Più complessa è la situazione clinica quando invece intervengono meccanismi difensivi primari (la negazione la scissione e l’identificazione proiettiva) che possono orientare l’inquadramento diagnostico verso la presenza di un Disturbo grave di personalità, di ben altra rilevanza sia a livello terapeutico, sia valutativo.

Diverse sono criminogenesi e criminodinamica del figlicidio. In questo tipo di reato, sul quale ha scritto pagine egregie e fondatali la prof.ssa Merzagora ([5]), quando non intervengono disturbi depressivi maggiori, come nei casi di infanticidio o di feticidio, sono stati chiamati in causa disturbi di personalità (in particolare quello Borderline), storie di abuso o di comportamenti tossicomanici, ma, innanzitutto, un importante deficit della funzione materna.

Questo deficit può assumere, nei casi più gravi, la forma di quella che è stata chiamata una “maternalità delirante” o una “preoccupazione materna primaria delirante”, che va a sostituirsi a quella “preoccupazione materna buona” che è invece condizione ed esperienza sulla quale si fondano sia l’identità personale sia la possibilità dell’assunzione di una identità materna.

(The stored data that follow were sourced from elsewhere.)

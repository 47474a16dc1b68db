//! Callback contracts and the type-erased instance handle.
//!
//! Each origin kind of generated code implements exactly one of the
//! contracts below. The engine never downcasts concrete generated types;
//! it matches on [`FunctionInstance`] variants, keyed by [`ContractKind`]
//! tags recorded at load time.

use serde_json::Value;

use crate::context::{FunctionContext, RestContext};
use crate::error::FunctionResult;
use crate::job::JobContext;
use crate::object::DomainObject;

/// The closed set of contracts generated code can implement.
#[derive(Debug, Clone, Copy, PartialEq, Eq, Hash)]
pub enum ContractKind {
    /// Entity lifecycle and status-transition hooks.
    Callback,
    /// Object-to-object transformer functions.
    Transformer,
    /// REST endpoint handlers.
    Rest,
    /// Scheduled-task bodies.
    Job,
    /// Link-only custom code with no entry point.
    Library,
}

impl ContractKind {
    /// Stable name, used in logs and diagnostics.
    pub fn name(self) -> &'static str {
        match self {
            Self::Callback => "callback",
            Self::Transformer => "transformer",
            Self::Rest => "rest",
            Self::Job => "job",
            Self::Library => "library",
        }
    }
}

/// Entity lifecycle / status-transition hook.
pub trait CallbackFunction: Send {
    /// Invoked with the affected object and the invocation context.
    fn call(
        &mut self,
        object: &mut DomainObject,
        context: &mut FunctionContext,
    ) -> FunctionResult<()>;
}

/// Transformer function copying/deriving state between two objects.
pub trait TransformerFunction: Send {
    fn transform(
        &mut self,
        source: &DomainObject,
        target: &mut DomainObject,
        context: &mut FunctionContext,
    ) -> FunctionResult<()>;
}

/// REST endpoint handler.
pub trait RestFunction: Send {
    /// Handles one request; the returned value is the response body.
    fn call(&mut self, context: &mut RestContext) -> FunctionResult<Value>;
}

/// Scheduled-task body.
pub trait JobFunction: Send {
    fn execute(&mut self, context: &mut JobContext) -> FunctionResult<()>;
}

/// A freshly constructed, type-erased instance of a generated function.
///
/// One instance serves exactly one invocation; the engine constructs a new
/// one per call, so implementations may keep per-call state in `&mut self`.
pub enum FunctionInstance {
    Callback(Box<dyn CallbackFunction>),
    Transformer(Box<dyn TransformerFunction>),
    Rest(Box<dyn RestFunction>),
    Job(Box<dyn JobFunction>),
}

impl FunctionInstance {
    /// The contract this instance implements.
    pub fn contract(&self) -> ContractKind {
        match self {
            Self::Callback(_) => ContractKind::Callback,
            Self::Transformer(_) => ContractKind::Transformer,
            Self::Rest(_) => ContractKind::Rest,
            Self::Job(_) => ContractKind::Job,
        }
    }
}

impl std::fmt::Debug for FunctionInstance {
    fn fmt(&self, f: &mut std::fmt::Formatter<'_>) -> std::fmt::Result {
        f.debug_tuple("FunctionInstance")
            .field(&self.contract().name())
            .finish()
    }
}

/// Signature of the constructor symbol each instantiable unit exports.
///
/// The returned pointer is a `Box::into_raw` the caller must reclaim with
/// `Box::from_raw`. Host and generated library must be built from the same
/// `crucible-api` source with the same toolchain; the engine's build
/// pipeline guarantees this by compiling every batch against its own copy
/// of this crate.
pub type ConstructorFn = extern "C" fn() -> *mut FunctionInstance;

/// Export the C-ABI constructor symbol for a generated function type.
///
/// `$contract` names the [`FunctionInstance`] variant the type belongs to.
#[macro_export]
macro_rules! export_function {
    ($ty:ty, $contract:ident, $symbol:ident) => {
        #[no_mangle]
        pub extern "C" fn $symbol() -> *mut $crate::FunctionInstance {
            Box::into_raw(Box::new($crate::FunctionInstance::$contract(Box::new(
                <$ty>::default(),
            ))))
        }
    };
}

#[cfg(test)]
mod tests {
    use super::*;
    use crate::object::Session;

    #[derive(Default)]
    struct Noop;

    impl CallbackFunction for Noop {
        fn call(
            &mut self,
            _object: &mut DomainObject,
            context: &mut FunctionContext,
        ) -> FunctionResult<()> {
            context.set_success_message("done");
            Ok(())
        }
    }

    crate::export_function!(Noop, Callback, test_unit_noop);

    #[test]
    fn exported_constructor_builds_fresh_instances() {
        let raw = test_unit_noop();
        // Safety: raw comes from Box::into_raw in the macro expansion above.
        let mut instance = unsafe { Box::from_raw(raw) };
        assert_eq!(instance.contract(), ContractKind::Callback);

        let mut object = DomainObject::new(1);
        let mut context = FunctionContext::new(Session::new(1), None);
        match instance.as_mut() {
            FunctionInstance::Callback(callback) => {
                callback.call(&mut object, &mut context).unwrap();
            }
            other => panic!("unexpected contract: {:?}", other.contract()),
        }
        assert_eq!(context.success_message(), Some("done"));
    }

    #[test]
    fn contract_names() {
        assert_eq!(ContractKind::Callback.name(), "callback");
        assert_eq!(ContractKind::Library.name(), "library");
    }
}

Anche nei casi meno gravi dal punto di vista psicopatologico, o nei quali una psicopatologia in senso stretto è assente, vi sarebbe, però, al fondo dell’agito figlicida almeno un sentimento inadeguato o conflittuale (quando non pervaso da meccanismi psicotici) della maternità. E’ la situazione di quelle madri che, non avendo avuto o essendo il loro vissuto quello di una deprivazione affettiva da parte della madre, non sono state in grado di adeguatamente identificarsi con una figura materna oblativa ed affettuosa. Si costruisce allora in queste donne-bambine, per un difetto di apprendimento, un importante deficit di identificazione con la figura materna, che a sua volta si traduce in un sentimento inadeguato della maternità: sentimento che costituisce un terreno di vulnerabilità che varie evenienze stressanti o condizioni problematiche (personali, ambientali, coniugali, ecc.) possono precipitare.

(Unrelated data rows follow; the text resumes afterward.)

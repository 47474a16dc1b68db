//! Loaded artifacts: libraries, handles, and the per-generation registry.

mod loader;
mod registry;

pub use loader::ArtifactLoader;
pub use registry::{ArtifactHandle, ArtifactRegistry};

Per di più, alla svalutazione ed all’algida severità materna (la “madre morta”) ([6]) questo tipo di donna non ha saputo e non sa opporre alcuna articolata strategia difensiva, né sembra aver appreso nel corso della vita difese di una certa efficacia. Fra i guasti della mancata identificazione con una figura materna affettuosa, ma anche accudente e responsabile, vi è l’immaturità di cui queste donne danno costantemente prova (non completata maturità affettiva ed emotiva). Delle tappe di una vita di sposa adulta –il matrimonio, la gravidanza- vedono solo gli esordi festosi, le celebrazioni ludiche, le occasioni di stupire e di stupirsi; non reggono, viceversa, l’assunzione di responsabilità, l’impegno quotidiano, la fatica e il tedio. Rimangono, insomma, come la dickensiana Dora, la “moglie bambina”, e per lungo tempo si oppongono al desiderio di generatività, non sentendosi pronte.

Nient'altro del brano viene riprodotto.